ACTION ITEM =
Check every line of the records below for the string "futures" and copy the ones that have it.

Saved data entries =
//! Backing containers: the host-provided key/value storage per entity.
//!
//! A [`BackingContainer`] holds the raw values of exactly one entity. A
//! [`ContainerProvider`] hands out the container for a given entity. The
//! store never assumes anything about persistence format; that is the
//! provider's concern.
//!
//! [`MemoryBackend`] is the process-local provider used by tests and by the
//! host when no external store is configured. Values live in the backend,
//! not in the container handles, so they outlive any manager or store built
//! on top of them.

use std::collections::HashMap;
use std::sync::Arc;

use bastion_types::{EntityId, PrimitiveType, PropertyKey, RawValue};
use futures::future::BoxFuture;
use futures::FutureExt as _;
use tokio::sync::RwLock;

use crate::error::StoreError;

/// Key/value storage scoped to one entity.
///
/// Methods return boxed futures so providers can hand out
/// `Arc<dyn BackingContainer>` regardless of their backing technology.
pub trait BackingContainer: Send + Sync {
    /// Read the value at `key`, requiring it to be stored as `primitive`.
    ///
    /// Returns `Ok(None)` if nothing is stored. Returns
    /// [`StoreError::TypeMismatch`] if a value of another primitive type is
    /// stored.
    fn get<'a>(
        &'a self,
        key: &'a PropertyKey,
        primitive: PrimitiveType,
    ) -> BoxFuture<'a, Result<Option<RawValue>, StoreError>>;

    /// Replace the value at `key`.
    fn set<'a>(
        &'a self,
        key: &'a PropertyKey,
        value: RawValue,
    ) -> BoxFuture<'a, Result<(), StoreError>>;

    /// Delete the value at `key`. Deleting an absent key is not an error.
    fn remove<'a>(&'a self, key: &'a PropertyKey) -> BoxFuture<'a, Result<(), StoreError>>;
}

/// Hands out the backing container for an entity.
pub trait ContainerProvider: Send + Sync {
    /// The container holding `entity`'s values.
    fn container_for(&self, entity: EntityId) -> Arc<dyn BackingContainer>;
}

/// Check a stored value against the requested primitive type.
pub(crate) fn expect_primitive(
    key: &PropertyKey,
    primitive: PrimitiveType,
    value: Option<RawValue>,
) -> Result<Option<RawValue>, StoreError> {
    match value {
        Some(raw) if raw.primitive_type() != primitive => Err(StoreError::TypeMismatch {
            key: key.to_string(),
            expected: primitive,
            found: raw.primitive_type(),
        }),
        other => Ok(other),
    }
}

// ---------------------------------------------------------------------------
// In-memory backend
// ---------------------------------------------------------------------------

/// Values of every entity, keyed by entity then by rendered property key.
type Entries = HashMap<EntityId, HashMap<String, RawValue>>;

/// Process-local [`ContainerProvider`].
#[derive(Debug, Clone, Default)]
pub struct MemoryBackend {
    entries: Arc<RwLock<Entries>>,
}

impl MemoryBackend {
    /// Create an empty backend.
    pub fn new() -> Self {
        Self::default()
    }

    /// Number of values stored for `entity`.
    pub async fn len_for(&self, entity: EntityId) -> usize {
        self.entries
            .read()
            .await
            .get(&entity)
            .map_or(0, HashMap::len)
    }

    /// Read a value directly, bypassing any store. Intended for assertions.
    pub async fn peek(&self, entity: EntityId, key: &PropertyKey) -> Option<RawValue> {
        self.entries
            .read()
            .await
            .get(&entity)
            .and_then(|values| values.get(&key.to_string()))
            .cloned()
    }
}

impl ContainerProvider for MemoryBackend {
    fn container_for(&self, entity: EntityId) -> Arc<dyn BackingContainer> {
        Arc::new(MemoryContainer {
            entity,
            entries: Arc::clone(&self.entries),
        })
    }
}

/// Handle onto one entity's values inside a [`MemoryBackend`].
#[derive(Debug, Clone)]
pub struct MemoryContainer {
    entity: EntityId,
    entries: Arc<RwLock<Entries>>,
}

impl BackingContainer for MemoryContainer {
    fn get<'a>(
        &'a self,
        key: &'a PropertyKey,
        primitive: PrimitiveType,
    ) -> BoxFuture<'a, Result<Option<RawValue>, StoreError>> {
        async move {
            let value = self
                .entries
                .read()
                .await
                .get(&self.entity)
                .and_then(|values| values.get(&key.to_string()))
                .cloned();
            expect_primitive(key, primitive, value)
        }
        .boxed()
    }

    fn set<'a>(
        &'a self,
        key: &'a PropertyKey,
        value: RawValue,
    ) -> BoxFuture<'a, Result<(), StoreError>> {
        async move {
            self.entries
                .write()
                .await
                .entry(self.entity)
                .or_default()
                .insert(key.to_string(), value);
            Ok(())
        }
        .boxed()
    }

    fn remove<'a>(&'a self, key: &'a PropertyKey) -> BoxFuture<'a, Result<(), StoreError>> {
        async move {
            let mut entries = self.entries.write().await;
            if let Some(values) = entries.get_mut(&self.entity) {
                values.remove(&key.to_string());
                if values.is_empty() {
                    entries.remove(&self.entity);
                }
            }
            Ok(())
        }
        .boxed()
    }
}
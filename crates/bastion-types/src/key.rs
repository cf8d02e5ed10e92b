//! Namespaced property keys.
//!
//! A [`PropertyKey`] is the pair of an owner scope ([`Namespace`]) and a
//! property name. Both halves follow the same grammar:
//!
//! ```text
//! [a-z0-9._-]+
//! ```
//!
//! Validation happens once, when the key is constructed. Holding a
//! `PropertyKey` is proof that it is well-formed, so nothing downstream
//! re-checks it.

use serde::{Deserialize, Serialize};

/// Errors produced when a namespace or property name violates the key
/// grammar.
#[derive(Debug, Clone, PartialEq, Eq, thiserror::Error)]
pub enum KeyError {
    /// The property name is empty or contains a character outside
    /// `[a-z0-9._-]`.
    #[error("invalid property name {name:?}: must match [a-z0-9._-]+")]
    InvalidName {
        /// The rejected name.
        name: String,
    },

    /// The namespace is empty or contains a character outside
    /// `[a-z0-9._-]`.
    #[error("invalid namespace {namespace:?}: must match [a-z0-9._-]+")]
    InvalidNamespace {
        /// The rejected namespace.
        namespace: String,
    },
}

/// Return whether `s` is non-empty and made only of `[a-z0-9._-]`.
fn is_valid_segment(s: &str) -> bool {
    !s.is_empty()
        && s.bytes()
            .all(|b| matches!(b, b'a'..=b'z' | b'0'..=b'9' | b'.' | b'_' | b'-'))
}

/// The owner scope of a set of properties (one per owning component).
///
/// Deserializing goes through [`Namespace::new`], so a namespace read from
/// config or the wire is held to the same grammar as one built in code.
#[derive(Debug, Clone, PartialEq, Eq, PartialOrd, Ord, Hash, Serialize, Deserialize)]
#[serde(try_from = "String", into = "String")]
pub struct Namespace(String);

impl Namespace {
    /// Validate and wrap a namespace.
    ///
    /// # Errors
    ///
    /// Returns [`KeyError::InvalidNamespace`] if `namespace` is empty or
    /// contains characters outside `[a-z0-9._-]`.
    pub fn new(namespace: &str) -> Result<Self, KeyError> {
        if is_valid_segment(namespace) {
            Ok(Self(namespace.to_owned()))
        } else {
            Err(KeyError::InvalidNamespace {
                namespace: namespace.to_owned(),
            })
        }
    }

    /// Return the namespace as a string slice.
    pub fn as_str(&self) -> &str {
        &self.0
    }

    /// Build a key for `name` inside this namespace.
    ///
    /// # Errors
    ///
    /// Returns [`KeyError::InvalidName`] if `name` violates the grammar.
    pub fn key(&self, name: &str) -> Result<PropertyKey, KeyError> {
        PropertyKey::new(self.clone(), name)
    }
}

impl TryFrom<String> for Namespace {
    type Error = KeyError;

    fn try_from(namespace: String) -> Result<Self, Self::Error> {
        Self::new(&namespace)
    }
}

impl From<Namespace> for String {
    fn from(namespace: Namespace) -> Self {
        namespace.0
    }
}

impl core::fmt::Display for Namespace {
    fn fmt(&self, f: &mut core::fmt::Formatter<'_>) -> core::fmt::Result {
        f.write_str(&self.0)
    }
}

/// A validated `namespace:name` identifier for one property.
#[derive(Debug, Clone, PartialEq, Eq, PartialOrd, Ord, Hash, Serialize, Deserialize)]
#[serde(try_from = "RawKey")]
pub struct PropertyKey {
    namespace: Namespace,
    name: String,
}

/// Unchecked wire form of a [`PropertyKey`].
#[derive(Deserialize)]
struct RawKey {
    namespace: Namespace,
    name: String,
}

impl TryFrom<RawKey> for PropertyKey {
    type Error = KeyError;

    fn try_from(raw: RawKey) -> Result<Self, Self::Error> {
        Self::new(raw.namespace, &raw.name)
    }
}

impl PropertyKey {
    /// Validate `name` and bind it to `namespace`.
    ///
    /// # Errors
    ///
    /// Returns [`KeyError::InvalidName`] if `name` is empty or contains
    /// characters outside `[a-z0-9._-]`.
    pub fn new(namespace: Namespace, name: &str) -> Result<Self, KeyError> {
        if !is_valid_segment(name) {
            return Err(KeyError::InvalidName {
                name: name.to_owned(),
            });
        }
        Ok(Self {
            namespace,
            name: name.to_owned(),
        })
    }

    /// The owner scope of this key.
    pub const fn namespace(&self) -> &Namespace {
        &self.namespace
    }

    /// The property name within the namespace.
    pub fn name(&self) -> &str {
        &self.name
    }
}

impl core::fmt::Display for PropertyKey {
    fn fmt(&self, f: &mut core::fmt::Formatter<'_>) -> core::fmt::Result {
        write!(f, "{}:{}", self.namespace, self.name)
    }
}

#[cfg(test)]
#[allow(clippy::unwrap_used)]
mod tests {
    use super::*;

    fn ns() -> Namespace {
        Namespace::new("bastion").unwrap()
    }

    #[test]
    fn accepts_grammar_characters() {
        assert!(PropertyKey::new(ns(), "good.key-1").is_ok());
        assert!(PropertyKey::new(ns(), "interest_rate").is_ok());
        assert!(PropertyKey::new(ns(), "0").is_ok());
    }

    #[test]
    fn rejects_spaces_and_punctuation() {
        let result = PropertyKey::new(ns(), "Bad Key!");
        assert!(matches!(result, Err(KeyError::InvalidName { .. })));
    }

    #[test]
    fn rejects_uppercase() {
        assert!(PropertyKey::new(ns(), "Cash").is_err());
    }

    #[test]
    fn rejects_empty_name() {
        assert!(PropertyKey::new(ns(), "").is_err());
    }

    #[test]
    fn rejects_colon_in_name() {
        assert!(PropertyKey::new(ns(), "other:cash").is_err());
    }

    #[test]
    fn rejects_invalid_namespace() {
        assert!(matches!(
            Namespace::new("My Plugin"),
            Err(KeyError::InvalidNamespace { .. })
        ));
        assert!(Namespace::new("").is_err());
    }

    #[test]
    fn display_joins_with_colon() {
        let key = ns().key("cash").unwrap();
        assert_eq!(key.to_string(), "bastion:cash");
    }

    #[test]
    fn deserializing_enforces_the_grammar() {
        assert!(serde_json::from_str::<Namespace>("\"Bad Key!\"").is_err());
        assert!(serde_json::from_str::<Namespace>("\"\"").is_err());
        assert!(
            serde_json::from_str::<PropertyKey>(r#"{"namespace":"ok","name":"Bad Key!"}"#)
                .is_err()
        );
        assert!(
            serde_json::from_str::<PropertyKey>(r#"{"namespace":"Not Ok","name":"cash"}"#)
                .is_err()
        );
    }

    #[test]
    fn serde_round_trips_valid_keys() {
        let key = ns().key("interest_rate").unwrap();
        let json = serde_json::to_string(&key).unwrap();
        assert_eq!(json, r#"{"namespace":"bastion","name":"interest_rate"}"#);
        assert_eq!(serde_json::from_str::<PropertyKey>(&json).unwrap(), key);
        assert_eq!(serde_json::from_str::<Namespace>("\"bastion\"").unwrap(), ns());
    }
}
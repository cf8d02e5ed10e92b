//! Reference host for the Bastion property store.
//!
//! Wires a backing container, the store runtime, and the economy together,
//! then serves operator commands from stdin until `quit` or end of input.
//!
//! # Startup Sequence
//!
//! 1. Load configuration from `bastion.yaml` (or the path given as the
//!    first argument); defaults if the file is absent
//! 2. Initialize structured logging (tracing)
//! 3. Open the configured backend (memory or Dragonfly)
//! 4. Start the store runtime and build the economy
//! 5. Run the console loop
//! 6. Flush queued writes and exit

mod config;
mod console;
mod error;

use std::path::{Path, PathBuf};
use std::sync::Arc;

use bastion_economy::Economy;
use bastion_store::{ContainerProvider, DragonflyBackend, ManagerRegistry, MemoryBackend, StoreRuntime};
use tokio::io::BufReader;
use tracing::info;
use tracing_subscriber::EnvFilter;

use crate::config::{BackendKind, HostConfig, LoggingConfig, StoreConfig};
use crate::console::Console;
use crate::error::HostError;

/// Default configuration file, relative to the working directory.
const CONFIG_FILE: &str = "bastion.yaml";

/// Application entry point.
///
/// # Errors
///
/// Returns an error if configuration, logging, or the backend cannot be
/// set up, or if console I/O fails.
#[tokio::main]
async fn main() -> Result<(), HostError> {
    // 1. Load configuration.
    let path = std::env::args_os()
        .nth(1)
        .map_or_else(|| PathBuf::from(CONFIG_FILE), PathBuf::from);
    let config = load_config(&path)?;

    // 2. Initialize structured logging.
    init_logging(&config.logging)?;
    info!(
        config = %path.display(),
        namespace = config.store.namespace,
        backend = %config.store.backend,
        max_balance = config.economy.max_balance,
        "bastion-host starting"
    );

    // 3. Open the backend.
    let provider = open_backend(&config.store).await?;

    // 4. Start the runtime and build the economy.
    let runtime = StoreRuntime::with_logging();
    let registry = ManagerRegistry::new(config.namespace()?, provider, runtime.clone());
    let economy = Economy::new(registry, config.economy.max_balance)?;
    info!("economy ready; type `help` for commands");

    // 5. Serve the console.
    let console = Console::new(economy);
    console
        .run(BufReader::new(tokio::io::stdin()), tokio::io::stdout())
        .await?;

    // 6. Flush.
    runtime.flush().await;
    info!("bastion-host stopped");
    Ok(())
}

/// Load and validate configuration from `path`, falling back to defaults
/// when the file does not exist.
fn load_config(path: &Path) -> Result<HostConfig, HostError> {
    let config = if path.exists() {
        HostConfig::from_file(path)?
    } else {
        let mut config = HostConfig::default();
        config.apply_overrides(|name| std::env::var(name).ok())?;
        config
    };
    config.validate()?;
    Ok(config)
}

/// Install the global tracing subscriber. `RUST_LOG` takes precedence over
/// the configured level.
fn init_logging(config: &LoggingConfig) -> Result<(), HostError> {
    let filter =
        EnvFilter::try_from_default_env().unwrap_or_else(|_| EnvFilter::new(&config.level));
    let builder = tracing_subscriber::fmt()
        .with_env_filter(filter)
        .with_target(true)
        .with_writer(std::io::stderr);
    let installed = if config.json {
        builder.json().try_init()
    } else {
        builder.try_init()
    };
    installed.map_err(|e| HostError::Logging {
        message: e.to_string(),
    })
}

/// Build the container provider the configuration names.
async fn open_backend(config: &StoreConfig) -> Result<Arc<dyn ContainerProvider>, HostError> {
    match config.backend {
        BackendKind::Memory => {
            info!("using in-memory backend; values are lost on exit");
            Ok(Arc::new(MemoryBackend::new()))
        }
        BackendKind::Dragonfly => {
            info!(url = config.dragonfly_url, "connecting to Dragonfly");
            let backend = DragonflyBackend::connect(&config.dragonfly_url).await?;
            info!("Dragonfly connected");
            Ok(Arc::new(backend))
        }
    }
}
//! Account balances and the atomic transfer protocol.
//!
//! Every account is three persistent `f64` properties of one entity
//! (`cash`, `bank`, `interest_rate`). Money moves between two balance
//! properties only through the [`Ledger`], which runs each movement under
//! the store runtime's single lock.
//!
//! # Modules
//!
//! - [`account`] -- [`Account`]: the balance properties of one entity.
//! - [`transfer`] -- [`Transfer`], [`TransferOutcome`], [`TransferReceipt`].
//! - [`ledger`] -- [`Ledger`]: the transfer protocol, deposits, interest.
//! - [`economy`] -- [`Economy`]: registry + ledger facade keyed by entity.
//!
//! # Transfer protocol
//!
//! Checks run in this order and stop at the first failure:
//!
//! | Step | Check | Outcome |
//! |------|-------|---------|
//! | 1 | source == target, or one balance on both sides | `CannotPaySelf` |
//! | 2 | amount <= 0 or not finite | `InvalidAmount` |
//! | 3 | amount > source balance | `InsufficientFunds` |
//! | 4 | target balance at ceiling | `ReceiverFull` |
//! | 5 | debit source, credit target (clamped) | `Success` |
//!
//! The sender is validated strictly and can never go negative. The
//! receiver is clamped at the ceiling instead of failing the transfer; the
//! sender is still debited the full amount.
//!
//! Outcomes are values, not errors: only `Success` means balances changed.
//! [`EconomyError`] is reserved for store failures and invalid setup.

pub mod account;
pub mod economy;
pub mod ledger;
pub mod transfer;

// Re-export primary types at crate root.
pub use account::{Account, Balances};
pub use economy::Economy;
pub use ledger::Ledger;
pub use transfer::{Transfer, TransferOutcome, TransferReceipt};

use bastion_store::StoreError;

/// Errors that can occur in the economy layer.
#[derive(Debug, thiserror::Error)]
pub enum EconomyError {
    /// The underlying property store failed.
    #[error("store error: {0}")]
    Store(#[from] StoreError),

    /// An interest rate was negative or not finite.
    #[error("interest rate must be a finite non-negative number, got {rate}")]
    InvalidRate {
        /// The rejected rate.
        rate: f64,
    },

    /// The balance ceiling was not a positive number.
    #[error("balance ceiling must be positive, got {max_balance}")]
    InvalidCeiling {
        /// The rejected ceiling.
        max_balance: f64,
    },
}
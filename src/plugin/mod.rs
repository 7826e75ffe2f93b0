//! Plugin model
//!
//! Every unit of scan behavior implements [`Plugin`]. Plugins are looked up
//! by `(type, name)` in a [`PluginCatalog`], ordered by the
//! [`DependencyResolver`] and owned by the engine that runs them.

pub mod catalog;
pub mod resolver;

pub use catalog::{PluginCatalog, PluginFactory};
pub use resolver::DependencyResolver;

use crate::error::{Error, PluginError};
use crate::kb::KnowledgeBase;
use crate::request::FuzzableRequest;
use crate::tasks::TaskManager;
use crate::transport::SharedTransport;
use async_trait::async_trait;
use serde::{Deserialize, Serialize};
use serde_json::Value;
use std::collections::{BTreeMap, HashMap};
use std::fmt;
use std::str::FromStr;
use std::sync::Arc;

/// Result of a plugin operation
pub type PluginResult<T> = std::result::Result<T, PluginError>;

/// Plugin families
#[derive(Debug, Clone, Copy, PartialEq, Eq, PartialOrd, Ord, Hash, Serialize, Deserialize)]
#[serde(rename_all = "lowercase")]
pub enum PluginType {
    /// Crawl and find new request points
    Discovery,
    /// Crack credentials and return authenticated request points
    Bruteforce,
    /// Test request points for vulnerabilities
    Audit,
    /// Passively inspect traffic
    Grep,
    /// Rewrite requests and responses
    Mangle,
    /// Evade intrusion detection
    Evasion,
    /// Keep the scan logged in
    Auth,
    /// Report results
    Output,
}

impl PluginType {
    /// Every plugin type
    pub const ALL: [PluginType; 8] = [
        Self::Discovery,
        Self::Bruteforce,
        Self::Audit,
        Self::Grep,
        Self::Mangle,
        Self::Evasion,
        Self::Auth,
        Self::Output,
    ];

    /// Lower-case type name
    pub fn as_str(&self) -> &'static str {
        match self {
            Self::Discovery => "discovery",
            Self::Bruteforce => "bruteforce",
            Self::Audit => "audit",
            Self::Grep => "grep",
            Self::Mangle => "mangle",
            Self::Evasion => "evasion",
            Self::Auth => "auth",
            Self::Output => "output",
        }
    }
}

impl fmt::Display for PluginType {
    fn fmt(&self, f: &mut fmt::Formatter<'_>) -> fmt::Result {
        f.write_str(self.as_str())
    }
}

impl FromStr for PluginType {
    type Err = Error;

    fn from_str(s: &str) -> Result<Self, Self::Err> {
        Self::ALL
            .into_iter()
            .find(|t| t.as_str().eq_ignore_ascii_case(s))
            .ok_or_else(|| Error::InvalidPluginType(s.to_string()))
    }
}

/// A `type.name` plugin reference, as used in dependency declarations
#[derive(Debug, Clone, PartialEq, Eq, Hash)]
pub struct PluginRef {
    /// Plugin type
    pub plugin_type: PluginType,
    /// Plugin name
    pub name: String,
}

impl PluginRef {
    /// Parse `type.name`; `None` unless there are exactly two non-empty
    /// parts and the type is known
    pub fn parse(s: &str) -> Option<Self> {
        let (plugin_type, name) = s.split_once('.')?;
        if name.is_empty() || name.contains('.') {
            return None;
        }
        Some(Self {
            plugin_type: plugin_type.parse().ok()?,
            name: name.to_string(),
        })
    }
}

impl fmt::Display for PluginRef {
    fn fmt(&self, f: &mut fmt::Formatter<'_>) -> fmt::Result {
        write!(f, "{}.{}", self.plugin_type, self.name)
    }
}

/// Named option values of one plugin
#[derive(Debug, Clone, Default, PartialEq, Serialize, Deserialize)]
#[serde(transparent)]
pub struct PluginOptions(BTreeMap<String, Value>);

impl PluginOptions {
    /// Empty option set
    pub fn new() -> Self {
        Self::default()
    }

    /// Set an option
    pub fn insert(&mut self, name: impl Into<String>, value: Value) {
        self.0.insert(name.into(), value);
    }

    /// Raw option value
    pub fn get(&self, name: &str) -> Option<&Value> {
        self.0.get(name)
    }

    /// String option
    pub fn get_str(&self, name: &str) -> Option<&str> {
        self.get(name)?.as_str()
    }

    /// Boolean option
    pub fn get_bool(&self, name: &str) -> Option<bool> {
        self.get(name)?.as_bool()
    }

    /// Unsigned integer option
    pub fn get_u64(&self, name: &str) -> Option<u64> {
        self.get(name)?.as_u64()
    }

    /// Whether no option is set
    pub fn is_empty(&self) -> bool {
        self.0.is_empty()
    }

    /// Iterate options by name
    pub fn iter(&self) -> impl Iterator<Item = (&String, &Value)> {
        self.0.iter()
    }
}

/// Shared scan resources handed to each plugin before it runs
#[derive(Debug, Clone)]
pub struct PluginContext {
    /// Request transport shared by the whole scan
    pub transport: SharedTransport,
    /// Knowledge base for the current scan
    pub kb: Arc<KnowledgeBase>,
    /// Bounded pool for sub-work spawned during one invocation
    pub tasks: TaskManager,
}

/// What a plugin invocation produced
#[derive(Debug, Clone, PartialEq, Eq)]
pub enum PluginOutput {
    /// Candidate requests (new points for discovery, authenticated
    /// variants for bruteforce, nothing for audit)
    Requests(Vec<FuzzableRequest>),
    /// The plugin has done its work and must not be invoked again
    RunOnce,
}

impl PluginOutput {
    /// No new requests
    pub fn none() -> Self {
        Self::Requests(Vec::new())
    }
}

/// Capability interface implemented by every plugin
#[async_trait]
pub trait Plugin: Send + Sync {
    /// Plugin name, unique within its type
    fn name(&self) -> &str;

    /// Plugin family
    fn plugin_type(&self) -> PluginType;

    /// One-line description
    fn description(&self) -> &str {
        ""
    }

    /// Plugins that must run before this one, as `type.name` strings
    fn dependencies(&self) -> Vec<String> {
        Vec::new()
    }

    /// Apply an option set
    fn set_options(&mut self, _options: &PluginOptions) -> PluginResult<()> {
        Ok(())
    }

    /// Current option values
    fn options(&self) -> PluginOptions {
        PluginOptions::new()
    }

    /// Attach the shared scan resources
    fn bind(&mut self, _context: PluginContext) {}

    /// Handle one request
    async fn run(&mut self, _request: &FuzzableRequest) -> PluginResult<PluginOutput> {
        Ok(PluginOutput::none())
    }

    /// Auth plugins: whether the session is still logged in
    async fn is_logged(&self) -> bool {
        true
    }

    /// Auth plugins: log in
    async fn login(&mut self) -> PluginResult<()> {
        Ok(())
    }

    /// Release resources once the plugin is retired
    fn end(&mut self) -> PluginResult<()> {
        Ok(())
    }
}

impl fmt::Debug for dyn Plugin {
    fn fmt(&self, f: &mut fmt::Formatter<'_>) -> fmt::Result {
        write!(f, "{}.{}", self.plugin_type(), self.name())
    }
}

/// Plugin names enabled per type plus stored options per plugin
#[derive(Debug, Clone, Default, PartialEq)]
pub struct PluginSelection {
    enabled: HashMap<PluginType, Vec<String>>,
    options: HashMap<PluginType, BTreeMap<String, PluginOptions>>,
}

impl PluginSelection {
    /// Enabled names for a type (may contain `all` and `!name`)
    pub fn enabled(&self, plugin_type: PluginType) -> &[String] {
        self.enabled
            .get(&plugin_type)
            .map(Vec::as_slice)
            .unwrap_or_default()
    }

    /// Replace the enabled names of a type
    pub fn set_enabled(&mut self, plugin_type: PluginType, names: Vec<String>) {
        self.enabled.insert(plugin_type, names);
    }

    /// Whether `name` is literally listed for the type
    pub fn is_enabled(&self, plugin_type: PluginType, name: &str) -> bool {
        self.enabled(plugin_type).iter().any(|n| n == name)
    }

    /// Move `name` to the front of the type's list, adding it if missing
    pub fn promote(&mut self, plugin_type: PluginType, name: &str) {
        let names = self.enabled.entry(plugin_type).or_default();
        names.retain(|n| n != name);
        names.insert(0, name.to_string());
    }

    /// Whether any plugin of the type is enabled
    pub fn any_enabled(&self, plugin_type: PluginType) -> bool {
        !self.enabled(plugin_type).is_empty()
    }

    /// Stored options of one plugin
    pub fn options(&self, plugin_type: PluginType, name: &str) -> Option<&PluginOptions> {
        self.options.get(&plugin_type)?.get(name)
    }

    /// Store options for one plugin
    pub fn set_options(&mut self, plugin_type: PluginType, name: &str, options: PluginOptions) {
        self.options
            .entry(plugin_type)
            .or_default()
            .insert(name.to_string(), options);
    }
}

/// Plugin instances held for the duration of a scan, per type
#[derive(Default)]
pub struct PluginTable {
    plugins: BTreeMap<PluginType, Vec<Box<dyn Plugin>>>,
}

impl fmt::Debug for PluginTable {
    fn fmt(&self, f: &mut fmt::Formatter<'_>) -> fmt::Result {
        let mut map = f.debug_map();
        for (plugin_type, plugins) in &self.plugins {
            let names: Vec<&str> = plugins.iter().map(|p| p.name()).collect();
            map.entry(plugin_type, &names);
        }
        map.finish()
    }
}

impl PluginTable {
    /// Instances of a type, in run order
    pub fn get(&self, plugin_type: PluginType) -> &[Box<dyn Plugin>] {
        self.plugins
            .get(&plugin_type)
            .map(Vec::as_slice)
            .unwrap_or_default()
    }

    /// Mutable instances of a type
    pub fn get_mut(&mut self, plugin_type: PluginType) -> &mut Vec<Box<dyn Plugin>> {
        self.plugins.entry(plugin_type).or_default()
    }

    /// Names of a type, in run order
    pub fn names(&self, plugin_type: PluginType) -> Vec<String> {
        self.get(plugin_type)
            .iter()
            .map(|p| p.name().to_string())
            .collect()
    }

    /// Whether an instance named `name` is held
    pub fn contains(&self, plugin_type: PluginType, name: &str) -> bool {
        self.get(plugin_type).iter().any(|p| p.name() == name)
    }

    /// Put a new instance in front of its type
    pub fn insert_front(&mut self, plugin: Box<dyn Plugin>) {
        self.get_mut(plugin.plugin_type()).insert(0, plugin);
    }

    /// Move an existing instance to the front of its type
    pub fn promote(&mut self, plugin_type: PluginType, name: &str) {
        let plugins = self.get_mut(plugin_type);
        if let Some(index) = plugins.iter().position(|p| p.name() == name) {
            let plugin = plugins.remove(index);
            plugins.insert(0, plugin);
        }
    }

    /// Replace the instances of a type
    pub fn set(&mut self, plugin_type: PluginType, plugins: Vec<Box<dyn Plugin>>) {
        self.plugins.insert(plugin_type, plugins);
    }

    /// Remove and return the instances of a type
    pub fn take(&mut self, plugin_type: PluginType) -> Vec<Box<dyn Plugin>> {
        self.plugins.remove(&plugin_type).unwrap_or_default()
    }

    /// Drop every instance
    pub fn clear(&mut self) {
        self.plugins.clear();
    }
}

SOLVED PROBLEM =
use futures::future::BoxFuture;
use futures::FutureExt as _;
/// Methods return boxed futures so providers can hand out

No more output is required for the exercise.